What you will do - Go through the records and copy each line where the string "Option" occurs.

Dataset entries

☆ ☆ ☆ ☆ ☆

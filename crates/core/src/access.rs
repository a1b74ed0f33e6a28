//! Role-based access decisions for organisation-scoped data.
//!
//! [`authorize`] is a state-free decision table evaluated once per request.
//! It is the only place in the system that decides who may touch what; the
//! HTTP layer merely translates [`Denial`] values into 401/403 responses.
//!
//! Evaluation order matters: the role gate runs first (consultant-exclusive
//! operations fail fast for clients), the ownership gate second (for client
//! operations that are role-permitted but scoped to the owning organisation).

use serde::{Deserialize, Serialize};

use crate::types::DbId;

/// Actor roles. Exactly two exist.
#[derive(Debug, Clone, Copy, PartialEq, Eq, Serialize, Deserialize)]
#[serde(rename_all = "snake_case")]
pub enum Role {
    /// Cross-tenant visibility and corrective-action rights.
    Consultant,
    /// Restricted to the single owning organisation.
    Client,
}

impl Role {
    pub fn as_str(self) -> &'static str {
        match self {
            Role::Consultant => "consultant",
            Role::Client => "client",
        }
    }

    /// Parse the canonical role name. Unknown names yield `None`.
    pub fn parse(s: &str) -> Option<Role> {
        match s {
            "consultant" => Some(Role::Consultant),
            "client" => Some(Role::Client),
            _ => None,
        }
    }
}

/// The per-request actor triple, reconstructed from the session token.
///
/// Invariant: consultants carry no organisation reference; clients always
/// carry exactly one. The decision logic does not assume the invariant holds
/// — a client with a missing organisation id simply owns nothing.
#[derive(Debug, Clone, PartialEq, Eq)]
pub struct ActorContext {
    pub user_id: DbId,
    pub role: Role,
    pub organisation_id: Option<DbId>,
}

/// Every gated operation, tagged with its target organisation where scoped.
#[derive(Debug, Clone, Copy, PartialEq, Eq)]
pub enum Operation {
    /// Portfolio-wide organisation listing. Consultant-only.
    ListOrganisations,
    /// Cross-tenant audit trail. Consultant-only.
    ViewAuditLog,
    /// Re-run the scoring engine on stored answers. Consultant-only.
    RecalculateRiskScore { organisation_id: DbId },
    /// Create an improvement action by hand. Consultant-only.
    CreateManualAction { organisation_id: DbId },
    /// Read a single organisation's detail.
    ViewOrganisation { organisation_id: DbId },
    /// Read an organisation's latest risk score.
    ViewRiskScore { organisation_id: DbId },
    /// Submit a questionnaire for scoring.
    SubmitQuickscan { organisation_id: DbId },
    /// List an organisation's improvement actions.
    ListActions { organisation_id: DbId },
    /// Move an improvement action between statuses.
    UpdateActionStatus { organisation_id: DbId },
    /// List an organisation's incidents.
    ListIncidents { organisation_id: DbId },
    /// Log a new incident.
    ReportIncident { organisation_id: DbId },
    /// List an organisation's suppliers.
    ListSuppliers { organisation_id: DbId },
    /// Register a supplier.
    RegisterSupplier { organisation_id: DbId },
}

impl Operation {
    /// Operations only a consultant may ever perform, regardless of
    /// ownership. These represent cross-tenant visibility or
    /// consultant-privileged corrective actions.
    fn consultant_only(self) -> bool {
        matches!(
            self,
            Operation::ListOrganisations
                | Operation::ViewAuditLog
                | Operation::RecalculateRiskScore { .. }
                | Operation::CreateManualAction { .. }
        )
    }

    /// The owning organisation for organisation-scoped operations.
    fn target_organisation(self) -> Option<DbId> {
        match self {
            Operation::ListOrganisations | Operation::ViewAuditLog => None,
            Operation::RecalculateRiskScore { organisation_id }
            | Operation::CreateManualAction { organisation_id }
            | Operation::ViewOrganisation { organisation_id }
            | Operation::ViewRiskScore { organisation_id }
            | Operation::SubmitQuickscan { organisation_id }
            | Operation::ListActions { organisation_id }
            | Operation::UpdateActionStatus { organisation_id }
            | Operation::ListIncidents { organisation_id }
            | Operation::ReportIncident { organisation_id }
            | Operation::ListSuppliers { organisation_id }
            | Operation::RegisterSupplier { organisation_id } => Some(organisation_id),
        }
    }
}

/// Why a request was denied.
///
/// `Unauthenticated` (no valid actor, HTTP 401) is recoverable by logging in
/// again; `Forbidden` (policy violation, HTTP 403) is not.
#[derive(Debug, Clone, Copy, PartialEq, Eq)]
pub enum Denial {
    Unauthenticated,
    Forbidden,
}

/// Decide whether `actor` may perform `operation`.
///
/// Pure and synchronous; any number of concurrent calls may run without
/// coordination.
pub fn authorize(actor: Option<&ActorContext>, operation: Operation) -> Result<(), Denial> {
    let Some(actor) = actor else {
        return Err(Denial::Unauthenticated);
    };

    // Role gate.
    match actor.role {
        Role::Consultant => return Ok(()),
        Role::Client if operation.consultant_only() => return Err(Denial::Forbidden),
        Role::Client => {}
    }

    // Ownership gate. Operations without a target organisation were all
    // consultant-only and handled above.
    let Some(target) = operation.target_organisation() else {
        return Err(Denial::Forbidden);
    };
    if actor.organisation_id == Some(target) {
        Ok(())
    } else {
        Err(Denial::Forbidden)
    }
}

/// Tagged query scope for listings that span organisations.
///
/// Shared by the access decision and query construction so both sides use
/// one exhaustively-checked representation instead of a loosely-typed
/// filter object.
#[derive(Debug, Clone, Copy, PartialEq, Eq)]
pub enum OrgScope {
    AllOrganisations,
    SingleOrganisation(DbId),
}

/// The listing scope an actor is entitled to.
///
/// Consultants see the whole portfolio; clients see exactly their own
/// organisation. A client without an organisation reference (an invariant
/// violation upstream) is entitled to nothing and is denied.
pub fn list_scope(actor: &ActorContext) -> Result<OrgScope, Denial> {
    match actor.role {
        Role::Consultant => Ok(OrgScope::AllOrganisations),
        Role::Client => actor
            .organisation_id
            .map(OrgScope::SingleOrganisation)
            .ok_or(Denial::Forbidden),
    }
}

#[cfg(test)]
mod tests {
    use super::*;

    fn consultant() -> ActorContext {
        ActorContext {
            user_id: 1,
            role: Role::Consultant,
            organisation_id: None,
        }
    }

    fn client(org: DbId) -> ActorContext {
        ActorContext {
            user_id: 2,
            role: Role::Client,
            organisation_id: Some(org),
        }
    }

    /// Every operation, parameterised on a target organisation.
    fn all_operations(org: DbId) -> Vec<Operation> {
        vec![
            Operation::ListOrganisations,
            Operation::ViewAuditLog,
            Operation::RecalculateRiskScore {
                organisation_id: org,
            },
            Operation::CreateManualAction {
                organisation_id: org,
            },
            Operation::ViewOrganisation {
                organisation_id: org,
            },
            Operation::ViewRiskScore {
                organisation_id: org,
            },
            Operation::SubmitQuickscan {
                organisation_id: org,
            },
            Operation::ListActions {
                organisation_id: org,
            },
            Operation::UpdateActionStatus {
                organisation_id: org,
            },
            Operation::ListIncidents {
                organisation_id: org,
            },
            Operation::ReportIncident {
                organisation_id: org,
            },
            Operation::ListSuppliers {
                organisation_id: org,
            },
            Operation::RegisterSupplier {
                organisation_id: org,
            },
        ]
    }

    // -----------------------------------------------------------------------
    // No actor context
    // -----------------------------------------------------------------------

    #[test]
    fn missing_actor_is_unauthenticated_everywhere() {
        for op in all_operations(7) {
            assert_eq!(authorize(None, op), Err(Denial::Unauthenticated), "{op:?}");
        }
    }

    // -----------------------------------------------------------------------
    // Consultant role supremacy
    // -----------------------------------------------------------------------

    #[test]
    fn consultant_is_allowed_every_operation_on_every_org() {
        let actor = consultant();
        for org in [1, 2, 999] {
            for op in all_operations(org) {
                assert_eq!(authorize(Some(&actor), op), Ok(()), "{op:?}");
            }
        }
    }

    #[test]
    fn consultant_portfolio_listing_is_allowed_with_null_org() {
        let actor = consultant();
        assert!(actor.organisation_id.is_none());
        assert_eq!(
            authorize(Some(&actor), Operation::ListOrganisations),
            Ok(())
        );
    }

    // -----------------------------------------------------------------------
    // Client ownership symmetry
    // -----------------------------------------------------------------------

    #[test]
    fn client_ownership_predicate_governs_scoped_operations() {
        for (own, target) in [(1, 1), (1, 2), (2, 1), (42, 42)] {
            let actor = client(own);
            let ops = [
                Operation::ViewOrganisation {
                    organisation_id: target,
                },
                Operation::ViewRiskScore {
                    organisation_id: target,
                },
                Operation::SubmitQuickscan {
                    organisation_id: target,
                },
                Operation::ListActions {
                    organisation_id: target,
                },
                Operation::UpdateActionStatus {
                    organisation_id: target,
                },
                Operation::ListIncidents {
                    organisation_id: target,
                },
                Operation::ReportIncident {
                    organisation_id: target,
                },
                Operation::ListSuppliers {
                    organisation_id: target,
                },
                Operation::RegisterSupplier {
                    organisation_id: target,
                },
            ];
            for op in ops {
                let expected = if own == target {
                    Ok(())
                } else {
                    Err(Denial::Forbidden)
                };
                assert_eq!(authorize(Some(&actor), op), expected, "{op:?}");
            }
        }
    }

    #[test]
    fn client_without_org_reference_owns_nothing() {
        let actor = ActorContext {
            user_id: 3,
            role: Role::Client,
            organisation_id: None,
        };
        assert_eq!(
            authorize(
                Some(&actor),
                Operation::ViewOrganisation { organisation_id: 1 }
            ),
            Err(Denial::Forbidden)
        );
    }

    #[test]
    fn client_denied_other_org_detail() {
        let actor = client(1);
        assert_eq!(
            authorize(
                Some(&actor),
                Operation::ViewOrganisation { organisation_id: 2 }
            ),
            Err(Denial::Forbidden)
        );
    }

    // -----------------------------------------------------------------------
    // Consultant-exclusive operations are role-gated before ownership
    // -----------------------------------------------------------------------

    #[test]
    fn client_denied_consultant_only_operations_even_for_own_org() {
        let actor = client(5);
        let ops = [
            Operation::ListOrganisations,
            Operation::ViewAuditLog,
            Operation::RecalculateRiskScore { organisation_id: 5 },
            Operation::CreateManualAction { organisation_id: 5 },
        ];
        for op in ops {
            assert_eq!(authorize(Some(&actor), op), Err(Denial::Forbidden), "{op:?}");
        }
    }

    // -----------------------------------------------------------------------
    // Listing scope
    // -----------------------------------------------------------------------

    #[test]
    fn consultant_scope_spans_all_organisations() {
        assert_eq!(list_scope(&consultant()), Ok(OrgScope::AllOrganisations));
    }

    #[test]
    fn client_scope_is_their_own_organisation() {
        assert_eq!(
            list_scope(&client(9)),
            Ok(OrgScope::SingleOrganisation(9))
        );
    }

    #[test]
    fn client_without_org_has_no_scope() {
        let actor = ActorContext {
            user_id: 4,
            role: Role::Client,
            organisation_id: None,
        };
        assert_eq!(list_scope(&actor), Err(Denial::Forbidden));
    }

    // -----------------------------------------------------------------------
    // Role parsing
    // -----------------------------------------------------------------------

    #[test]
    fn role_round_trips_through_canonical_names() {
        assert_eq!(Role::parse("consultant"), Some(Role::Consultant));
        assert_eq!(Role::parse("client"), Some(Role::Client));
        assert_eq!(Role::parse("admin"), None);
        assert_eq!(Role::parse(""), None);
        assert_eq!(Role::Consultant.as_str(), "consultant");
        assert_eq!(Role::Client.as_str(), "client");
    }
}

☆ ☆ ☆ ☆ ☆

The completed task -
    pub fn parse(s: &str) -> Option<Role> {
    pub organisation_id: Option<DbId>,
    fn target_organisation(self) -> Option<DbId> {
pub fn authorize(actor: Option<&ActorContext>, operation: Operation) -> Result<(), Denial> {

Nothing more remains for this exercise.